◆ Task directions
Check each line of the data, and copy those where "crates" appears.

◆ The records
//! Queues shared by the bridge, the resolver and the command surfaces.

use std::path::PathBuf;

use thiserror::Error;
use tokio::sync::{mpsc, oneshot};
use tokio_util::sync::CancellationToken;

use crate::protocol::{AdminReply, ResolveRequest};

#[derive(Debug, Clone, PartialEq, Eq)]
pub enum ResolveOutcome {
    Resolved(PathBuf),
    Failed(String),
    /// The job was dropped before it produced a result (shutdown).
    Abandoned,
}

/// Fired exactly once by whoever finishes the job. Consuming `self` keeps a
/// second completion from compiling.
#[derive(Debug)]
pub struct Completion {
    tx: oneshot::Sender<ResolveOutcome>,
}

impl Completion {
    pub fn complete(self, outcome: ResolveOutcome) {
        // The submitter may not be waiting; that is fine.
        let _ = self.tx.send(outcome);
    }
}

#[derive(Debug)]
pub struct CompletionWaiter {
    rx: oneshot::Receiver<ResolveOutcome>,
}

impl CompletionWaiter {
    pub async fn wait(self) -> ResolveOutcome {
        self.rx.await.unwrap_or(ResolveOutcome::Abandoned)
    }
}

fn completion_pair() -> (Completion, CompletionWaiter) {
    let (tx, rx) = oneshot::channel();
    (Completion { tx }, CompletionWaiter { rx })
}

#[derive(Debug)]
pub struct ResolveJob {
    pub request: ResolveRequest,
    pub completion: Completion,
}

#[derive(Debug, Error, PartialEq, Eq)]
#[error("{0} queue is closed")]
pub struct QueueClosed(&'static str);

#[derive(Debug, Clone)]
pub struct ResolveQueue {
    tx: mpsc::UnboundedSender<ResolveJob>,
}

#[derive(Debug)]
pub struct ResolveQueueReceiver {
    rx: mpsc::UnboundedReceiver<ResolveJob>,
}

pub fn resolve_queue() -> (ResolveQueue, ResolveQueueReceiver) {
    let (tx, rx) = mpsc::unbounded_channel();
    (ResolveQueue { tx }, ResolveQueueReceiver { rx })
}

impl ResolveQueue {
    /// Enqueues a request. The returned waiter can be awaited or dropped.
    pub fn submit(&self, request: ResolveRequest) -> Result<CompletionWaiter, QueueClosed> {
        let (completion, waiter) = completion_pair();
        self.tx
            .send(ResolveJob {
                request,
                completion,
            })
            .map_err(|_| QueueClosed("resolve"))?;
        Ok(waiter)
    }
}

impl ResolveQueueReceiver {
    /// Next job, or `None` once shutdown is signalled or every sender is gone.
    pub async fn next(&mut self, shutdown: &CancellationToken) -> Option<ResolveJob> {
        tokio::select! {
            biased;
            _ = shutdown.cancelled() => None,
            job = self.rx.recv() => job,
        }
    }
}

#[derive(Debug, Clone)]
pub struct ResponseQueue {
    tx: mpsc::UnboundedSender<AdminReply>,
}

#[derive(Debug)]
pub struct ResponseQueueReceiver {
    rx: mpsc::UnboundedReceiver<AdminReply>,
}

pub fn response_queue() -> (ResponseQueue, ResponseQueueReceiver) {
    let (tx, rx) = mpsc::unbounded_channel();
    (ResponseQueue { tx }, ResponseQueueReceiver { rx })
}

impl ResponseQueue {
    pub fn send(&self, reply: AdminReply) -> Result<(), QueueClosed> {
        self.tx.send(reply).map_err(|_| QueueClosed("response"))
    }
}

impl ResponseQueueReceiver {
    pub async fn next(&mut self, shutdown: &CancellationToken) -> Option<AdminReply> {
        tokio::select! {
            biased;
            _ = shutdown.cancelled() => None,
            reply = self.rx.recv() => reply,
        }
    }
}
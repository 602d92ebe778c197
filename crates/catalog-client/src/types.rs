use serde::{Deserialize, Serialize};
use serde_json::{Map, Value};
use uuid::Uuid;

use crate::CatalogError;

/// An asset as returned by the catalog. Only the fields the controller acts
/// on are typed; the rest is kept in `extra` for logging.
#[derive(Debug, Clone, Default, PartialEq, Serialize, Deserialize)]
pub struct AssetRecord {
    #[serde(default)]
    pub asset_id: Option<String>,
    #[serde(default)]
    pub name: Option<String>,
    #[serde(default)]
    pub version: Option<Value>,
    #[serde(default)]
    pub package_id: Option<String>,
    #[serde(flatten)]
    pub extra: Map<String, Value>,
}

impl AssetRecord {
    /// Version array rendered as a dotted string, e.g. `[1, 0, 3]` -> `1.0.3`.
    /// Anything other than an array renders as `unknown`.
    pub fn formatted_version(&self) -> String {
        match &self.version {
            Some(Value::Array(parts)) => parts
                .iter()
                .map(|part| match part {
                    Value::String(text) => text.clone(),
                    other => other.to_string(),
                })
                .collect::<Vec<_>>()
                .join("."),
            _ => "unknown".to_string(),
        }
    }
}

#[derive(Debug, Clone, PartialEq, Serialize, Deserialize)]
pub struct DownloadInfo {
    pub url: String,
    #[serde(default)]
    pub content_type: Option<String>,
    #[serde(default)]
    pub name: Option<String>,
    #[serde(default)]
    pub size: Option<u64>,
    #[serde(flatten)]
    pub extra: Map<String, Value>,
}

#[derive(Debug, Clone, PartialEq, Eq, Serialize, Deserialize)]
pub struct WorkerAdvertisement {
    pub controller_id: Uuid,
    pub process_id: String,
    pub public_endpoint: Option<String>,
    pub host_keys: Vec<String>,
}

impl WorkerAdvertisement {
    pub fn for_current_process(controller_id: Uuid, public_endpoint: Option<String>) -> Self {
        Self {
            controller_id,
            process_id: std::process::id().to_string(),
            public_endpoint,
            host_keys: Vec::new(),
        }
    }
}

/// Whatever the advertise endpoint answered with; `Null` for an empty body.
#[derive(Debug, Clone, Default, PartialEq, Serialize, Deserialize)]
#[serde(transparent)]
pub struct AdvertiseAck {
    pub body: Value,
}

/// Picks the record whose formatted version equals `version`.
///
/// Returns `Ok(None)` for an empty record list. When records exist but none
/// match, the error lists every version that was seen, in server order.
pub fn select_version(
    name: &str,
    version: &str,
    records: Vec<AssetRecord>,
) -> Result<Option<AssetRecord>, CatalogError> {
    if records.is_empty() {
        return Ok(None);
    }
    let mut available = Vec::with_capacity(records.len());
    for record in records {
        let formatted = record.formatted_version();
        if formatted == version {
            return Ok(Some(record));
        }
        available.push(formatted);
    }
    Err(CatalogError::VersionNotFound {
        name: name.to_string(),
        version: version.to_string(),
        available,
    })
}
use reqwest::StatusCode;
use thiserror::Error;

#[derive(Debug, Error)]
pub enum CatalogError {
    #[error("invalid catalog endpoint: {0}")]
    InvalidEndpoint(String),
    #[error("failed to build http client: {0}")]
    Client(#[source] reqwest::Error),
    #[error("{path} returned {status}")]
    NotFound { path: String, status: StatusCode },
    #[error(
        "asset {name} with version {version} not found. Available versions: {available:?}"
    )]
    VersionNotFound {
        name: String,
        version: String,
        available: Vec<String>,
    },
    #[error("request to {path} failed after {attempts} attempts")]
    RetriesExhausted {
        path: String,
        attempts: u32,
        #[source]
        last: AttemptFailure,
    },
    #[error("request to {path} failed: {source}")]
    Transport {
        path: String,
        #[source]
        source: reqwest::Error,
    },
    #[error("invalid response from {path}: {source}")]
    Decode {
        path: String,
        #[source]
        source: serde_json::Error,
    },
}

impl CatalogError {
    /// True for errors that mean the requested record does not exist, as
    /// opposed to the catalog being unreachable.
    pub fn is_not_found(&self) -> bool {
        matches!(
            self,
            CatalogError::NotFound { .. } | CatalogError::VersionNotFound { .. }
        )
    }
}

/// Why a single attempt did not produce a usable response.
#[derive(Debug, Error)]
pub enum AttemptFailure {
    #[error("transport error: {0}")]
    Transport(#[from] reqwest::Error),
    #[error("server error {0}")]
    Status(StatusCode),
}
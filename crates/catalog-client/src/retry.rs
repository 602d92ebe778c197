use std::time::Duration;

/// Bounded exponential backoff: attempt `n` (zero based) that fails waits
/// `base_delay * 2^n` before attempt `n + 1`. No wait follows the last attempt.
#[derive(Debug, Clone, Copy, PartialEq, Eq)]
pub struct RetryPolicy {
    pub attempts: u32,
    pub base_delay: Duration,
}

impl RetryPolicy {
    pub const DEFAULT_ATTEMPTS: u32 = 3;
    pub const DEFAULT_BASE_DELAY: Duration = Duration::from_millis(500);

    pub fn new(attempts: u32, base_delay: Duration) -> Self {
        Self {
            attempts: attempts.max(1),
            base_delay,
        }
    }

    pub fn delay_for(&self, attempt: u32) -> Duration {
        let factor = 2u32.saturating_pow(attempt);
        self.base_delay.saturating_mul(factor)
    }

    /// Sum of every inter-attempt pause when all attempts fail.
    pub fn total_backoff(&self) -> Duration {
        (0..self.attempts.saturating_sub(1))
            .map(|attempt| self.delay_for(attempt))
            .fold(Duration::ZERO, Duration::saturating_add)
    }
}

impl Default for RetryPolicy {
    fn default() -> Self {
        Self::new(Self::DEFAULT_ATTEMPTS, Self::DEFAULT_BASE_DELAY)
    }
}

/// Connect failures and read/write timeouts are worth another attempt;
/// everything else (bad URL, TLS, body errors) is not.
pub(crate) fn is_retryable(err: &reqwest::Error) -> bool {
    err.is_connect() || err.is_timeout()
}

◆ Answer to this problem
filename crates/catalog-client/src/types.rs
filename crates/catalog-client/src/retry.rs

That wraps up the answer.